Flibbertigibbet - one of the most difficult things about depression is that people just don't "get it". They minimise what we feel, they tell us it bothers them (try living with it!), they suggest that we should just get over it, they argue with us when we try to express ourselves (you're imagining it!), or they just avoid us all together. One of the things I'm learning is that I really don't need those people in my life. There are plenty of others who DO take the time to understand or support those of us who suffer depression.

(And I will do some posts on anxiety later)

Girl Clumsy said...

Kath, you've put words in my mouth, here and on Twitter.

I never said "It's OK for people with depression to be portrayed negatively because it's interesting".

I said that ALL types of diseases are given to various characters in various TV shows/movies - because they give depth and layers to characters, that people find interesting.

And I stand by that statement. Perfect people do not make interesting or relatable characters. As someone who stands up for all types of "normality", I assume you back that idea.

Sleepydumpling said...

No sorry, your attitude is offensive. End of story.

Girl Clumsy said...

Interesting. You're encouraging debate and discussion, but labelling me offensive because you don't like my point of view?

Depression is a horrid disease. I don't pretend to have your experiences, but you cannot know mine. My opinions are based on my experiences - personally and professionally.

If they're offending you, perhaps you should examine why you're so quick to judge someone who isn't in 100% agreement with you.

I really enjoy your writing Kath and think you post on very worthy topics. But you surely must understand people are going to have varying views?

Sleepydumpling said...

This is not about agreeing or disagreeing. This is about standing up and saying that the attitude you hold is offensive because it is HARMFUL. This is not negotiable.
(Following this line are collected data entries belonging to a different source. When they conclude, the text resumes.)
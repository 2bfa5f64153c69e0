//! Deep-crawl collector.
//!
//! Consumes pages fetched by the scrape workers and turns them into
//! enriched candidates. Extraction is a three-rung ladder: a site-specific
//! template when one is configured for the hostname, generic content
//! selectors otherwise, and LLM extraction over the cleaned text for the
//! structured fields neither can pull out. The enriched record
//! back-references the parked original by content-hash.

use std::collections::HashMap;
use std::sync::Arc;
use std::time::Duration;

use async_trait::async_trait;
use chrono::NaiveDate;
use parking_lot::Mutex;
use scraper::{Html, Selector};
use tokio::sync::mpsc;
use tracing::{debug, warn};

use fundflow::adapters::{llm_retry, LlmClient};
use fundflow::collector::{Collector, CollectorContext};
use fundflow::health::Outcome;
use fundflow::record::{CandidateRecord, CollectorKind, ExtractedFields, RawPayload};
use fundflow::scrape::ScrapeFetched;
use fundflow::{Error, Result};

/// CSS selectors for a site we crawl often enough to know its layout.
#[derive(Debug, Clone)]
pub struct SiteTemplate {
    /// Selector for the opportunity title
    pub title_selector: String,
    /// Selector for the main content block
    pub body_selector: String,
}

/// Deep-crawl collector.
pub struct DeepCrawlCollector {
    llm: Arc<dyn LlmClient>,
    templates: HashMap<String, SiteTemplate>,
    rx: Mutex<Option<mpsc::Receiver<ScrapeFetched>>>,
    llm_timeout: Duration,
    max_text_len: usize,
}

impl DeepCrawlCollector {
    /// Build a collector over the scrape-result stream.
    #[must_use]
    pub fn new(llm: Arc<dyn LlmClient>, fetched_rx: mpsc::Receiver<ScrapeFetched>) -> Self {
        Self {
            llm,
            templates: HashMap::new(),
            rx: Mutex::new(Some(fetched_rx)),
            llm_timeout: Duration::from_secs(30),
            max_text_len: 20_000,
        }
    }

    /// Register a site-specific template keyed by hostname.
    #[must_use]
    pub fn with_template(mut self, host: impl Into<String>, template: SiteTemplate) -> Self {
        self.templates.insert(host.into(), template);
        self
    }

    async fn handle_fetched(&self, ctx: &CollectorContext, fetched: ScrapeFetched) {
        let started = std::time::Instant::now();
        let template = self.templates.get(&fetched.request.host);
        let page = extract_page(&fetched.body, template, self.max_text_len);

        let fields = match self.llm_fields(&page).await {
            Ok(fields) => fields,
            Err(e) => {
                debug!(url = %fetched.request.url, error = %e, "LLM extraction failed; using page fields only");
                page.to_fields()
            }
        };

        // One enriched record per subscribed candidate: each park is
        // replaced independently.
        let mut emitted = 0usize;
        for candidate_hash in &fetched.subscribers {
            let record = CandidateRecord::enriched(
                candidate_hash.clone(),
                fetched.request.priority,
                RawPayload::Html(fetched.body.clone()),
                fields.clone(),
                vec![fetched.request.url.clone()],
            );
            match ctx.submit_with_backpressure(record).await {
                Ok(()) => emitted += 1,
                Err(e) => {
                    warn!(url = %fetched.request.url, error = %e, "enriched emission failed");
                    ctx.report(
                        CollectorKind::DeepCrawl,
                        &Outcome::SoftFailure(e.to_string()),
                    );
                    return;
                }
            }
        }

        ctx.report(
            CollectorKind::DeepCrawl,
            &Outcome::Success {
                latency: started.elapsed(),
                quality_hint: None,
            },
        );
        debug!(url = %fetched.request.url, emitted, "deep crawl complete");
    }

    /// LLM extraction over the cleaned text, mapped into extracted fields.
    async fn llm_fields(&self, page: &ExtractedPage) -> Result<ExtractedFields> {
        if page.text.trim().is_empty() {
            return Err(Error::SchemaViolation("empty page text".to_string()));
        }
        let schema = extraction_schema();
        let llm = Arc::clone(&self.llm);
        let text = page.text.clone();
        let value = tokio::time::timeout(
            self.llm_timeout,
            llm_retry("llm.extract", || {
                let llm = Arc::clone(&llm);
                let text = text.clone();
                let schema = schema.clone();
                async move { llm.extract(&text, &schema).await }
            }),
        )
        .await
        .map_err(|_| Error::DeadlineExceeded {
            operation: "llm.extract".to_string(),
            deadline: self.llm_timeout,
        })??;
        Ok(fields_from_value(&value, page))
    }
}

#[async_trait]
impl Collector for DeepCrawlCollector {
    fn id(&self) -> CollectorKind {
        CollectorKind::DeepCrawl
    }

    async fn run(&self, ctx: CollectorContext) -> Result<()> {
        let mut rx = self
            .rx
            .lock()
            .take()
            .ok_or_else(|| Error::InternalInvariant("deep-crawl collector already running".to_string()))?;
        let mut shutdown = ctx.shutdown.clone();

        loop {
            let fetched = tokio::select! {
                biased;
                changed = shutdown.changed() => {
                    if changed.is_err() || *shutdown.borrow() { return Ok(()); }
                    continue;
                }
                fetched = rx.recv() => match fetched {
                    Some(fetched) => fetched,
                    None => return Ok(()),
                },
            };
            self.handle_fetched(&ctx, fetched).await;
        }
    }
}

/// Title and cleaned text pulled out of a page. Owns plain strings so no
/// parser state crosses an await point.
#[derive(Debug, Clone)]
struct ExtractedPage {
    title: Option<String>,
    text: String,
}

impl ExtractedPage {
    fn to_fields(&self) -> ExtractedFields {
        ExtractedFields {
            title: self.title.clone().unwrap_or_default(),
            description: self.text.chars().take(2000).collect(),
            ..ExtractedFields::default()
        }
    }
}

/// Extract title and content text, preferring the site template, then the
/// generic content areas, then the whole body.
fn extract_page(html: &str, template: Option<&SiteTemplate>, max_len: usize) -> ExtractedPage {
    let document = Html::parse_document(html);

    let mut title = None;
    let mut text = String::new();

    if let Some(template) = template {
        if let Ok(selector) = Selector::parse(&template.title_selector) {
            title = document
                .select(&selector)
                .next()
                .map(|el| collapse_whitespace(&el.text().collect::<Vec<_>>().join(" ")));
        }
        if let Ok(selector) = Selector::parse(&template.body_selector) {
            text = document
                .select(&selector)
                .map(|el| el.text().collect::<Vec<_>>().join(" "))
                .collect::<Vec<_>>()
                .join("\n");
        }
    }

    if title.is_none() {
        if let Ok(selector) = Selector::parse("title") {
            title = document
                .select(&selector)
                .next()
                .map(|el| collapse_whitespace(&el.text().collect::<Vec<_>>().join(" ")));
        }
    }

    if text.trim().is_empty() {
        // Generic content areas first, whole body as a last resort.
        for selector_str in ["article", "main", ".content", "#content", "body"] {
            if let Ok(selector) = Selector::parse(selector_str) {
                if let Some(element) = document.select(&selector).next() {
                    let extracted = element.text().collect::<Vec<_>>().join(" ");
                    if !extracted.trim().is_empty() {
                        text = extracted;
                        break;
                    }
                }
            }
        }
    }

    let text = clean_text(&text);
    let text = if text.chars().count() > max_len {
        text.chars().take(max_len).collect()
    } else {
        text
    };
    ExtractedPage { title, text }
}

fn collapse_whitespace(text: &str) -> String {
    text.split_whitespace().collect::<Vec<_>>().join(" ")
}

fn clean_text(text: &str) -> String {
    text.lines()
        .map(str::trim)
        .filter(|line| !line.is_empty())
        .collect::<Vec<_>>()
        .join("\n")
}

fn extraction_schema() -> serde_json::Value {
    serde_json::json!({
        "type": "object",
        "properties": {
            "title": { "type": "string" },
            "description": { "type": "string" },
            "amount_usd": { "type": "number" },
            "deadline": { "type": "string", "format": "date" },
            "organizations": { "type": "array", "items": { "type": "string" } },
            "geography": { "type": "array", "items": { "type": "string" } },
            "sectors": { "type": "array", "items": { "type": "string" } },
            "stage": { "type": "string" }
        }
    })
}

fn string_list(value: &serde_json::Value) -> Vec<String> {
    value
        .as_array()
        .map(|items| {
            items
                .iter()
                .filter_map(|v| v.as_str())
                .map(str::to_string)
                .collect()
        })
        .unwrap_or_default()
}

/// Map the LLM's extraction JSON into fields, falling back to the page's
/// own title/text where the model returned nothing.
fn fields_from_value(value: &serde_json::Value, page: &ExtractedPage) -> ExtractedFields {
    let fallback = page.to_fields();
    ExtractedFields {
        title: value["title"]
            .as_str()
            .map(str::to_string)
            .filter(|t| !t.is_empty())
            .unwrap_or(fallback.title),
        description: value["description"]
            .as_str()
            .map(str::to_string)
            .filter(|d| !d.is_empty())
            .unwrap_or(fallback.description),
        amount_usd: value["amount_usd"].as_f64(),
        deadline: value["deadline"]
            .as_str()
            .and_then(|d| NaiveDate::parse_from_str(d, "%Y-%m-%d").ok()),
        transaction_date: value["transaction_date"]
            .as_str()
            .and_then(|d| NaiveDate::parse_from_str(d, "%Y-%m-%d").ok()),
        organizations: {
            let mut orgs = string_list(&value["organizations"]);
            if orgs.is_empty() {
                if let Some(org) = value["organization"].as_str() {
                    orgs.push(org.to_string());
                }
            }
            orgs
        },
        geography: string_list(&value["geography"]),
        sectors: string_list(&value["sectors"]),
        stage: value["stage"].as_str().map(str::to_string),
        inclusion: Default::default(),
    }
}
You are doing the exact thing I have mentioned on more than one occasion that is harmful and damaging to people with depression. I have told you that it is offensive, yet you continue to do it.

You or anyone else who persists in negating the effect of negative stereotypes of depression and anxiety, or disputes how people with depression feel or think about their depression do more damage than you can possibly understand.

This is the very attitude that keeps other depression sufferers silent, those who have not been able to find the healing and confidence to be able to speak out, as I am lucky to have found.

This stops here. Any further comments of this nature will be deleted.